Retirement income business Challenger down but not out
Australia’s ageing population will allow annuity provider Challenger to ride out a shorter-term profit hit, even as it suffers fall-out from the banking royal commission and declining interest rates, says Morningstar.
Mentioned: Challenger Ltd (CGF)
Australia’s ageing population will allow annuity provider Challenger (ASX: CGF) to ride out a shorter-term profit hit, even as it suffers fall-out from the banking royal commission and declining interest rates, says Morningstar.
Challenger’s fair value estimate has been cut to $8.20 a share, from $9.25, in response to management’s lower profit guidance issued at an investor day late last week.
The weaker outlook was attributed to a reduced growth forecast for Challenger’s equity portfolio from fiscal 2020, and disruptions in its key financial adviser distribution network.
Following the shareholder announcement last Thursday 13 June, share prices tumbled 9 per cent to $6.95.
However, Morningstar equity analyst Chanaka Gunasekera says Challenger’s “long-term tailwinds” are intact, and that the firm will likely benefit from Australia’s demographic shift.
“Challenger is well positioned to take advantage of the long-term structural tailwinds of an ageing demographic and roughly $67 billion being transferred each year to the pension phase from the allocation phase of superannuation in Australia,” he says.
The proportion of Australians aged 65 or older has been steadily increasing over the last century – from one in every seven people in 2011, or 14 per cent, to almost one in six people, or 16 per cent, in 2016 according to the Australian Bureau of Statistics. The ABS expects this trend is to continue.
Gunasekera also believes Challenger’s annuity sales will be further supported by its agreement with Mitsui Sumitomo Primary Life Insurance to sell US-dollar annuities in Japan from 1 July 2019. This will complement its ongoing sale of Australian-dollar annuities.
Gunasekera says management’s long-term confidence is reflected in its overlooking near-term headwinds and maintaining dividends at fiscal 2019 levels during fiscal 2020 – despite lower-than-expected underlying net profit after tax.
At the last close of $6.54, Challenger is trading at a 20 per cent discount to Gunasekera’s fair value estimate.
Lower profit forecast
Challenger’s fiscal 2019 underlying NPAT guidance has been reduces to $398 million, from the previous forecast of $402 million.

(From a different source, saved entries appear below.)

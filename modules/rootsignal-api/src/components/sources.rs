use dioxus::prelude::*;

/// View model for a single source.
#[derive(Clone, PartialEq)]
pub struct SourceView {
    pub canonical_key: String,
    pub canonical_value: String,
    pub url: Option<String>,
    pub source_type: String,
    pub is_query: bool,
    pub discovery_method: String,
    pub weight: f64,
    pub quality_penalty: f64,
    pub effective_weight: f64,
    pub cadence_hours: u32,
    pub signals_produced: u32,
    pub signals_corroborated: u32,
    pub consecutive_empty_runs: u32,
    pub last_scraped: Option<String>,
    pub last_produced_signal: Option<String>,
    pub gap_context: Option<String>,
}

/// A source in the schedule preview with its scheduling status.
#[derive(Clone, PartialEq)]
pub struct ScheduledSourceView {
    pub canonical_value: String,
    pub source_type: String,
    pub is_query: bool,
    pub reason: String,
    pub weight: f64,
    pub cadence_hours: u32,
    pub last_scraped: Option<String>,
    pub hours_until_due: Option<i64>,
}

/// Summary of the next run schedule.
#[derive(Clone, PartialEq)]
pub struct SchedulePreview {
    pub scheduled: Vec<ScheduledSourceView>,
    pub exploration: Vec<ScheduledSourceView>,
    pub skipped_count: usize,
    pub total_sources: usize,
}

fn source_type_badge(source_type: &str, is_query: bool) -> &'static str {
    if is_query {
        "inline-block px-2 py-0.5 rounded-full text-xs font-semibold uppercase bg-amber-50 text-amber-800"
    } else {
        match source_type {
            "instagram" => "inline-block px-2 py-0.5 rounded-full text-xs font-semibold uppercase bg-pink-50 text-pink-800",
            "reddit" => "inline-block px-2 py-0.5 rounded-full text-xs font-semibold uppercase bg-orange-50 text-orange-800",
            "facebook" => "inline-block px-2 py-0.5 rounded-full text-xs font-semibold uppercase bg-blue-50 text-blue-800",
            "bluesky" => "inline-block px-2 py-0.5 rounded-full text-xs font-semibold uppercase bg-sky-50 text-sky-800",
            "twitter" => "inline-block px-2 py-0.5 rounded-full text-xs font-semibold uppercase bg-gray-100 text-gray-800",
            "tiktok" => "inline-block px-2 py-0.5 rounded-full text-xs font-semibold uppercase bg-rose-50 text-rose-800",
            _ => "inline-block px-2 py-0.5 rounded-full text-xs font-semibold uppercase bg-green-50 text-green-800",
        }
    }
}

fn discovery_badge(method: &str) -> &'static str {
    match method {
        "curated" => "inline-block px-2 py-0.5 rounded-full text-xs bg-indigo-50 text-indigo-700",
        "cold_start" => "inline-block px-2 py-0.5 rounded-full text-xs bg-gray-100 text-gray-600",
        "gap_analysis" => "inline-block px-2 py-0.5 rounded-full text-xs bg-purple-50 text-purple-700",
        "tension_seed" => "inline-block px-2 py-0.5 rounded-full text-xs bg-red-50 text-red-700",
        "signal_reference" => "inline-block px-2 py-0.5 rounded-full text-xs bg-cyan-50 text-cyan-700",
        "hashtag_discovery" => "inline-block px-2 py-0.5 rounded-full text-xs bg-teal-50 text-teal-700",
        "human_submission" => "inline-block px-2 py-0.5 rounded-full text-xs bg-yellow-50 text-yellow-700",
        _ => "inline-block px-2 py-0.5 rounded-full text-xs bg-gray-100 text-gray-600",
    }
}

fn reason_badge(reason: &str) -> &'static str {
    match reason {
        "Cadence" => "inline-block px-2 py-0.5 rounded-full text-xs font-semibold bg-green-50 text-green-800",
        "Never scraped" | "New" => "inline-block px-2 py-0.5 rounded-full text-xs font-semibold bg-blue-50 text-blue-800",
        "Exploration" => "inline-block px-2 py-0.5 rounded-full text-xs font-semibold bg-amber-50 text-amber-800",
        _ => "inline-block px-2 py-0.5 rounded-full text-xs font-semibold bg-gray-100 text-gray-600",
    }
}

fn weight_bar_color(weight: f64) -> &'static str {
    if weight > 0.8 {
        "bg-green-500"
    } else if weight > 0.5 {
        "bg-blue-500"
    } else if weight > 0.2 {
        "bg-amber-500"
    } else {
        "bg-red-400"
    }
}

fn format_source_type(s: &str) -> &str {
    match s {
        "tavily_query" => "Search",
        "eventbrite_query" => "Eventbrite",
        "gofundme_query" => "GoFundMe",
        "volunteermatch_query" => "VolunteerMatch",
        "instagram" => "Instagram",
        "facebook" => "Facebook",
        "reddit" => "Reddit",
        "tiktok" => "TikTok",
        "twitter" => "Twitter",
        "bluesky" => "Bluesky",
        "web" => "Web",
        _ => s,
    }
}

#[allow(non_snake_case)]
#[component]
fn SourcesTab(
    city_slug: String,
    sources: Vec<SourceView>,
    schedule: SchedulePreview,
) -> Element {
    // Split sources into query sources and page sources
    let query_sources: Vec<&SourceView> = sources.iter().filter(|s| s.is_query).collect();
    let page_sources: Vec<&SourceView> = sources.iter().filter(|s| !s.is_query).collect();

    rsx! {
        // Next Run Preview
        div { class: "bg-white border border-gray-200 rounded-lg p-4 mb-6",
            h3 { class: "text-base font-semibold mb-3", "Next Scout Run Preview" }
            div { class: "flex gap-4 text-sm mb-3",
                span { class: "text-green-700 font-medium",
                    "{schedule.scheduled.len()} scheduled"
                }
                span { class: "text-amber-700 font-medium",
                    "{schedule.exploration.len()} exploration"
                }
                span { class: "text-gray-500",
                    "{schedule.skipped_count} skipped"
                }
                span { class: "text-gray-400",
                    "{schedule.total_sources} total"
                }
            }

            if !schedule.scheduled.is_empty() || !schedule.exploration.is_empty() {
                div { class: "overflow-x-auto",
                    table { class: "w-full text-sm",
                        thead {
                            tr { class: "text-left text-xs text-gray-500 border-b",
                                th { class: "pb-2 pr-3", "Source" }
                                th { class: "pb-2 pr-3", "Type" }
                                th { class: "pb-2 pr-3", "Reason" }
                                th { class: "pb-2 pr-3", "Weight" }
                                th { class: "pb-2 pr-3", "Cadence" }
                                th { class: "pb-2", "Last run" }
                            }
                        }
                        tbody {
                            for src in schedule.scheduled.iter().chain(schedule.exploration.iter()) {
                                tr { class: "border-b border-gray-100",
                                    td { class: "py-2 pr-3 font-mono text-xs max-w-[200px] truncate",
                                        title: "{src.canonical_value}",
                                        "{src.canonical_value}"
                                    }
                                    td { class: "py-2 pr-3",
                                        span { class: source_type_badge(&src.source_type, src.is_query),
                                            "{format_source_type(&src.source_type)}"
                                        }
                                    }
                                    td { class: "py-2 pr-3",
                                        span { class: reason_badge(&src.reason), "{src.reason}" }
                                    }
                                    td { class: "py-2 pr-3 text-xs",
                                        "{src.weight:.2}"
                                    }
                                    td { class: "py-2 pr-3 text-xs text-gray-500",
                                        "{src.cadence_hours}h"
                                    }
                                    td { class: "py-2 text-xs text-gray-500",
                                        if let Some(ref last) = src.last_scraped {
                                            "{last}"
                                        } else {
                                            "never"
                                        }
                                    }
                                }
                            }
                        }
                    }
                }
            } else {
                p { class: "text-gray-400 text-sm", "No sources are due for scraping." }
            }
        }

        // Query Sources
        div { class: "mb-6",
            h3 { class: "text-base font-semibold mb-3",
                "Query Sources "
                span { class: "text-gray-400 font-normal text-sm", "({query_sources.len()})" }
            }
            if query_sources.is_empty() {
                p { class: "text-gray-400 text-sm", "No query sources." }
            }
            for src in query_sources.iter() {
                { render_source_card(src, &city_slug) }
            }
        }

        // Page Sources
        div { class: "mb-6",
            h3 { class: "text-base font-semibold mb-3",
                "Page Sources "
                span { class: "text-gray-400 font-normal text-sm", "({page_sources.len()})" }
            }
            if page_sources.is_empty() {
                p { class: "text-gray-400 text-sm", "No page sources." }
            }
            for src in page_sources.iter() {
                { render_source_card(src, &city_slug) }
            }
        }
    }
}

fn render_source_card(src: &SourceView, _city_slug: &str) -> Element {
    let weight_pct = (src.effective_weight * 100.0).round() as u32;
    let bar_color = weight_bar_color(src.effective_weight);

    rsx! {
        div { class: "bg-white border border-gray-200 rounded-lg p-3 mb-2 hover:border-gray-400",
            div { class: "flex items-start justify-between",
                div { class: "flex-1 min-w-0",
                    div { class: "flex gap-2 items-center flex-wrap",
                        span { class: source_type_badge(&src.source_type, src.is_query),
                            "{format_source_type(&src.source_type)}"
                        }
                        span { class: discovery_badge(&src.discovery_method),
                            "{src.discovery_method}"
                        }
                        if src.consecutive_empty_runs > 3 {
                            span { class: "inline-block px-2 py-0.5 rounded-full text-xs bg-red-50 text-red-700",
                                "{src.consecutive_empty_runs} empty runs"
                            }
                        }
                    }
                    div { class: "mt-1 font-mono text-sm truncate",
                        if let Some(ref url) = src.url {
                            a { href: "{url}", target: "_blank", rel: "noopener",
                                class: "text-blue-600 hover:text-blue-800 no-underline",
                                "{src.canonical_value}"
                            }
                        } else {
                            span { class: "text-gray-900", "{src.canonical_value}" }
                        }
                    }
                    if let Some(ref ctx) = src.gap_context {
                        p { class: "text-xs text-gray-500 mt-1 italic", "{ctx}" }
                    }
                }
                // Weight bar
                div { class: "ml-4 text-right shrink-0",
                    div { class: "text-xs text-gray-500 mb-1", "weight {weight_pct}%" }
                    div { class: "w-20 h-2 bg-gray-200 rounded-full overflow-hidden",
                        div {
                            class: "h-full rounded-full {bar_color}",
                            style: "width: {weight_pct}%",
                        }
                    }
                    if src.quality_penalty < 1.0 {
                        div { class: "text-xs text-red-500 mt-0.5",
                            "penalty {src.quality_penalty:.1}"
                        }
                    }
                }
            }
            div { class: "flex gap-4 text-xs text-gray-400 mt-2",
                if src.is_query {
                    span { "{src.signals_produced} URLs produced" }
                    span { "cadence {src.cadence_hours}h" }
                    if let Some(ref last) = src.last_scraped {
                        span { "queried {last}" }
                    } else {
                        span { "never queried" }
                    }
                } else {
                    span { "{src.signals_produced} signals" }
                    if src.signals_corroborated > 0 {
                        span { "{src.signals_corroborated} corroborated" }
                    }
                    span { "cadence {src.cadence_hours}h" }
                    if let Some(ref last) = src.last_scraped {
                        span { "scraped {last}" }
                    } else {
                        span { "never scraped" }
                    }
                    if let Some(ref last) = src.last_produced_signal {
                        span { "last signal {last}" }
                    }
                }
            }
        }
    }
}

pub fn render_sources_tab(
    city_slug: String,
    sources: Vec<SourceView>,
    schedule: SchedulePreview,
) -> Element {
    rsx! {
        SourcesTab { city_slug, sources, schedule }
    }
}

The damage occurs from fiscal 2020, with underlying NPAT forecast at $369 million, from $402 million previously.
In addition to a lower equity growth assumption and a one-off $15 million investment flagged for fiscal 2020, Gunasekera says earnings are also being hit by Australia’s lower interest rate environment and the outlook for a higher tax rate from next year.
Knocked by the Hayne inquiry
Challenger escaped the hot seat at the Kenneth Hayne-led banking royal commission, but Gunasekera says they haven’t entirely avoided the fallout.
The exodus of financial advisers from major financial services hubs including AMP and the major banks has disrupted Challenger’s key financial adviser distribution channel – and Gunasekera says this will remain a headwind for the next few years.
Sales of Challenger products from major financial services providers were down 25 per cent on the prior corresponding period.
Though equivalent sales from independent financial advisers are up 26 per cent on the prior corresponding period, Gunasekera says this wasn’t enough to offset the losses.
In the meantime, Challenger is working to mitigate this effect by building deeper relationships with independent financial advisers who offer annuities to their clients, as well as strengthening its ties with advice platforms netwealth and HUB24.